Reputation: 1
I have been trying at this all day, and can't find a solution. Here is my current code:
stranger = re.search(r"Stranger:</strong> <span>.+?</span></p></div></div></div>", html2)
I am wanting an outcome like this:
"Stranger:</strong> <span>What now?</span></p></div></div></div>" = True
from a string like this:
"<div class=\"logitem\"><p class=\"strangermsg\"><strong class=\"msgsource\">Stranger:</strong> <span>Wow</span></p></div><div class=\"logitem\"><p class=\"youmsg\"><strong class="msgsource">You:</strong> <span>Eek</span></p></div><div class=\"logitem\"><p class=\"strangermsg\"><strong class=\"msgsource\">Stranger:</strong> <span>What now?</span></p></div></div></div>"
Instead I get this:
"Stranger:</strong> <span>Wow</span></p></div><div class=\"logitem\"><p class=\"youmsg\"><strong class=\"msgsource\">You:</strong> <span>Eek</span></p></div><div class=\"logitem\"><p class=\"strangermsg\"><strong class=\"msgsource\">Stranger:</strong> <span>What now?</span></p></div></div></div>" = True
Basically I am wanting to get everything from before the "/span p div div div" and after the previous instance of "span" (no /).

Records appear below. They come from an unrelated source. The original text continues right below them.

//! MySQL Sink Adapter
//!
//! - Pooled connections (`MySqlPool`), created lazily so construction never
//!   blocks on the network
//! - One transaction per batch; any failed statement rolls the batch back
//! - Every batch bounded by the command timeout; an elapsed timeout is
//!   reported as a connectivity failure

use async_trait::async_trait;
use sqlx::mysql::{MySqlConnectOptions, MySqlPool, MySqlPoolOptions};
use sqlx::{Connection, MySql, Transaction};
use std::time::Duration;
use tracing::{debug, warn};

use crate::domain::{BatchReport, ParameterRecord, SinkWriter};
use crate::error::{Result, StorageError};

/// TLS mode for the sink connection
#[derive(Debug, Clone, Copy, PartialEq, Eq, Default)]
pub enum MySqlSslMode {
    Disabled,
    #[default]
    Preferred,
    Required,
    VerifyCa,
    VerifyIdentity,
}

impl MySqlSslMode {
    /// Lenient parse: case-insensitive, `-`/`_` ignored, unknown → `Preferred`
    pub fn parse_lenient(s: &str) -> Self {
        let norm: String = s
            .chars()
            .filter(|c| *c != '_' && *c != '-')
            .flat_map(char::to_lowercase)
            .collect();
        match norm.as_str() {
            "disabled" | "none" => Self::Disabled,
            "required" => Self::Required,
            "verifyca" => Self::VerifyCa,
            "verifyidentity" | "verifyfull" => Self::VerifyIdentity,
            _ => Self::Preferred,
        }
    }

    fn to_sqlx(self) -> sqlx::mysql::MySqlSslMode {
        use sqlx::mysql::MySqlSslMode as M;
        match self {
            Self::Disabled => M::Disabled,
            Self::Preferred => M::Preferred,
            Self::Required => M::Required,
            Self::VerifyCa => M::VerifyCa,
            Self::VerifyIdentity => M::VerifyIdentity,
        }
    }
}

/// Connection settings for `MySqlSinkWriter`
#[derive(Debug, Clone)]
pub struct MySqlSinkOptions {
    pub host: String,
    pub port: u16,
    pub database: String,
    pub username: String,
    pub password: String,
    /// Target table, optionally schema-qualified (`vw.parameters`)
    pub table: String,
    pub ssl_mode: MySqlSslMode,
    pub connect_timeout: Duration,
    pub command_timeout: Duration,
}

/// Quote a possibly schema-qualified MySQL identifier
fn quote_table(table: &str) -> String {
    table
        .split('.')
        .map(|part| format!("`{}`", part.replace('`', "``")))
        .collect::<Vec<_>>()
        .join(".")
}

pub struct MySqlSinkWriter {
    pool: MySqlPool,
    insert_sql: String,
    command_timeout: Duration,
}

impl MySqlSinkWriter {
    /// Build the writer; no connection is made until first use
    pub fn new(options: &MySqlSinkOptions) -> Result<Self> {
        let connect = MySqlConnectOptions::new()
            .host(&options.host)
            .port(options.port)
            .database(&options.database)
            .username(&options.username)
            .password(&options.password)
            .charset("utf8mb4")
            .ssl_mode(options.ssl_mode.to_sqlx());

        let pool = MySqlPoolOptions::new()
            .max_connections(2)
            .min_connections(0)
            .acquire_timeout(options.connect_timeout)
            .idle_timeout(Duration::from_secs(600))
            .connect_lazy_with(connect);

        Ok(Self {
            pool,
            insert_sql: Self::insert_sql(&options.table),
            command_timeout: options.command_timeout,
        })
    }

    fn insert_sql(table: &str) -> String {
        format!(
            "INSERT INTO {}
             (supplier, supplierName, vehicleType, partNumber, partName, variance, station,
              `parameter`, value, lower_limit, upper_limit, inTime, BTV)
             VALUES (?, ?, ?, ?, ?, ?, ?, ?, ?, ?, ?, NOW(), ?)",
            quote_table(table)
        )
    }

    /// Close the pool gracefully
    pub async fn close(&self) {
        self.pool.close().await;
    }

    async fn insert_all(
        &self,
        tx: &mut Transaction<'_, MySql>,
        records: &[ParameterRecord],
    ) -> Result<BatchReport> {
        let mut report = BatchReport::default();
        for record in records {
            if !record.has_part_number() {
                warn!(parameter = %record.name, "Skipping record with empty part number");
                report.skipped += 1;
                continue;
            }
            sqlx::query(&self.insert_sql)
                .bind(record.fixed.supplier.as_str())
                .bind(record.fixed.supplier_name.as_str())
                .bind(record.fixed.vehicle_type.as_str())
                .bind(record.part_number.trim())
                .bind(record.fixed.part_name.as_str())
                .bind(record.variance.as_str())
                .bind(record.fixed.station.as_str())
                .bind(record.name.as_str())
                .bind(record.value)
                .bind(record.lower_limit)
                .bind(record.upper_limit)
                .bind(record.fixed.btv.as_str())
                .execute(&mut **tx)
                .await?;
            report.inserted += 1;
        }
        Ok(report)
    }

    async fn write_in_transaction(&self, records: &[ParameterRecord]) -> Result<BatchReport> {
        let mut tx = self.pool.begin().await?;

        match self.insert_all(&mut tx, records).await {
            Ok(report) => {
                tx.commit().await.map_err(|e| {
                    StorageError::transaction(format!("commit failed: {}", e)).with_source(e)
                })?;
                Ok(report)
            }
            Err(e) => {
                if let Err(rb) = tx.rollback().await {
                    warn!(error = %rb, "Rollback failed");
                }
                Err(e)
            }
        }
    }
}

#[async_trait]
impl SinkWriter for MySqlSinkWriter {
    async fn write_batch(&self, records: &[ParameterRecord]) -> Result<BatchReport> {
        if records.is_empty() {
            return Ok(BatchReport::default());
        }

        let report = tokio::time::timeout(self.command_timeout, self.write_in_transaction(records))
            .await
            .map_err(|_| {
                StorageError::connectivity(format!(
                    "MySQL batch timed out after {}s",
                    self.command_timeout.as_secs()
                ))
            })??;

        debug!(inserted = report.inserted, skipped = report.skipped, "MySQL batch committed");
        Ok(report)
    }

    async fn test_connection(&self) -> Result<()> {
        let ping = async {
            let mut conn = self.pool.acquire().await?;
            conn.ping().await?;
            Ok::<_, StorageError>(())
        };
        tokio::time::timeout(self.command_timeout, ping)
            .await
            .map_err(|_| StorageError::connectivity("MySQL ping timed out"))?
    }
}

I've tried all kinds of things, but I don't know what I could possibly do. Anyone able to help here?
Upvotes: 0
Views: 50
Reputation: 483
Try specifying that between the two inner tags, don't allow special control sequences. For example,
stranger = re.search(r"Stranger:</strong> <span>[^<>]+?</span></p></div></div></div>", html2)
This means that whatever is between those two inner tags, there cannot be other <
or >
characters.
Upvotes: 1